The breeding behaviours are influenced by seasonal conditions. Under good seasonal conditions the solitary water rat comes together with their mate and may produce several litters (if young are removed will reproduce again within two months), but separate on the birth of the young. Limited information is available on home range, but suggests localised movement around the nesting sites and foraging areas. Rakali construct burrows dug into river banks but have also been documented building nests within sunken logs and reeds, in areas surrounded by roots and dense riparian vegetation for cover from predators.

There is increasing evidence of altered nesting habitat with rakali using artificial shelters of drainage pipes, exhaust pipes in moored boats, and rubber tyres in human-modified areas.

=== Breeding and growth ===
Females are able to reproduce from one year old or 425 g. Mating commences from late winter to early spring with a gestation period of 34 days. Rakali have four mammae with nipples located in the abdominal inguinal area enabling litters of an average of four to five are born from September to February and are suckled for four weeks. Sexual maturity develops at around twelve months but has been documented to commence at 4 months and breeding in the season of their birth. They are able to continue breeding until females are three and a half years old, and have a life expectancy of 3–4 years.

A territorial species, they are mostly solitary excluding the periods of mating and rearing their young. Their social organisation suggests adults are intra-sexually aggressive with their limited home range and overlapping sex and age classes. In captivity, only the dominant female in the hierarchy will successfully reproduce. Fecundity is lower than that of other murid species producing only four to five litters, but fertility is very high which can create high population growth in a period of favorable breeding conditions. This can be also influenced by the rapid growth in juveniles who can reach maturity and size within their first year.

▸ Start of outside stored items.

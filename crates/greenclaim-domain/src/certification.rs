//! Certification vocabulary shared by the rule engine and input parsing

use std::fmt;

/// Environmental certification or standard a claim can cite
///
/// The vocabulary is closed: the review form only offers these codes, and the
/// certification rules match against their canonical spelling.
#[derive(Debug, Clone, Copy, PartialEq, Eq, PartialOrd, Ord, Hash)]
pub enum Certification {
    /// Environmental management systems
    Iso14001,
    /// Type I environmental labelling
    Iso14024,
    /// Life cycle assessment
    Iso14040,
    /// Greenhouse gas accounting
    Iso14064,
    /// Self-declared environmental claims (recyclability)
    Iso14021,
    /// Forest Stewardship Council
    Fsc,
    /// EU Ecolabel
    Ecolabel,
    /// Eco-Management and Audit Scheme
    Emas,
    /// Carbon neutrality
    Pas2060,
    /// Industrial compostability
    En13432,
    /// Compostable plastics (US)
    AstmD6400,
    /// GHG Protocol corporate standard
    GhgProtocol,
}

impl Certification {
    /// Every certification, in form order
    pub const ALL: [Certification; 12] = [
        Certification::Iso14001,
        Certification::Iso14024,
        Certification::Iso14040,
        Certification::Iso14064,
        Certification::Iso14021,
        Certification::Fsc,
        Certification::Ecolabel,
        Certification::Emas,
        Certification::Pas2060,
        Certification::En13432,
        Certification::AstmD6400,
        Certification::GhgProtocol,
    ];

    /// Canonical code as it appears in support documents
    pub fn code(&self) -> &'static str {
        match self {
            Certification::Iso14001 => "ISO 14001",
            Certification::Iso14024 => "ISO 14024",
            Certification::Iso14040 => "ISO 14040",
            Certification::Iso14064 => "ISO 14064",
            Certification::Iso14021 => "ISO 14021",
            Certification::Fsc => "FSC",
            Certification::Ecolabel => "Ecolabel",
            Certification::Emas => "EMAS",
            Certification::Pas2060 => "PAS 2060",
            Certification::En13432 => "EN 13432",
            Certification::AstmD6400 => "ASTM D6400",
            Certification::GhgProtocol => "GHG Protocol",
        }
    }

    /// Parse a certification code
    ///
    /// Matching ignores case and whitespace, so the compact spellings found in
    /// older datasets (`EN13432`, `ISO14021`) resolve to the canonical code.
    ///
    /// # Examples
    ///
    /// ```
    /// use greenclaim_domain::Certification;
    ///
    /// assert_eq!(Certification::parse("en13432"), Some(Certification::En13432));
    /// assert_eq!(Certification::parse("PAS 2060"), Some(Certification::Pas2060));
    /// assert_eq!(Certification::parse("LEED"), None);
    /// ```
    pub fn parse(s: &str) -> Option<Self> {
        let wanted = compact(s);
        Self::ALL.into_iter().find(|c| compact(c.code()) == wanted)
    }
}

fn compact(s: &str) -> String {
    s.chars()
        .filter(|c| !c.is_whitespace())
        .flat_map(char::to_lowercase)
        .collect()
}

impl fmt::Display for Certification {
    fn fmt(&self, f: &mut fmt::Formatter<'_>) -> fmt::Result {
        f.write_str(self.code())
    }
}

impl std::str::FromStr for Certification {
    type Err = String;

    fn from_str(s: &str) -> Result<Self, Self::Err> {
        Self::parse(s).ok_or_else(|| format!("Unknown certification: {}", s))
    }
}

#[cfg(test)]
mod tests {
    use super::*;

    #[test]
    fn test_canonical_codes_round_trip() {
        for cert in Certification::ALL {
            assert_eq!(Certification::parse(cert.code()), Some(cert));
        }
    }

    #[test]
    fn test_compact_spellings() {
        assert_eq!(Certification::parse("ISO14021"), Some(Certification::Iso14021));
        assert_eq!(Certification::parse(" iso 14064 "), Some(Certification::Iso14064));
        assert_eq!(Certification::parse("ghg protocol"), Some(Certification::GhgProtocol));
    }

    #[test]
    fn test_unknown_code() {
        assert!("Leaping Bunny".parse::<Certification>().is_err());
        assert_eq!(Certification::parse(""), None);
    }
}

H. chryogaster in comparison to the Rattus species mature late and have long reproductive lifecycles. They have lower reproductive output, delayed implantation, lactation anoestrus, winter anoestrus, longer estrous and longer gestation cycle. Their development occurs in stages associated with the eruption of incisors, hearing and eye-opening, eating solid foods, puberty and full reproductive maturity.

== Status ==
Although nationwide the populations appear stable there are individual populations facing a significant threat. Near threatened in Western Australia's Wheatbelt, urbanisation, salinisation, waterway degradation and pollution have all attributed to this status change. In the Northern Territory, Queensland, Tasmania and New South Wales they are classified as 'least concern'. In the Victorian Lake Wellington, Lake Victoria and Lake Tyers region, numbers have declined in the past fifty years attributed to commercial eel-fishing, predation, loss of habitat due to commercial development and poisoning from baiting programs placing this species at risk.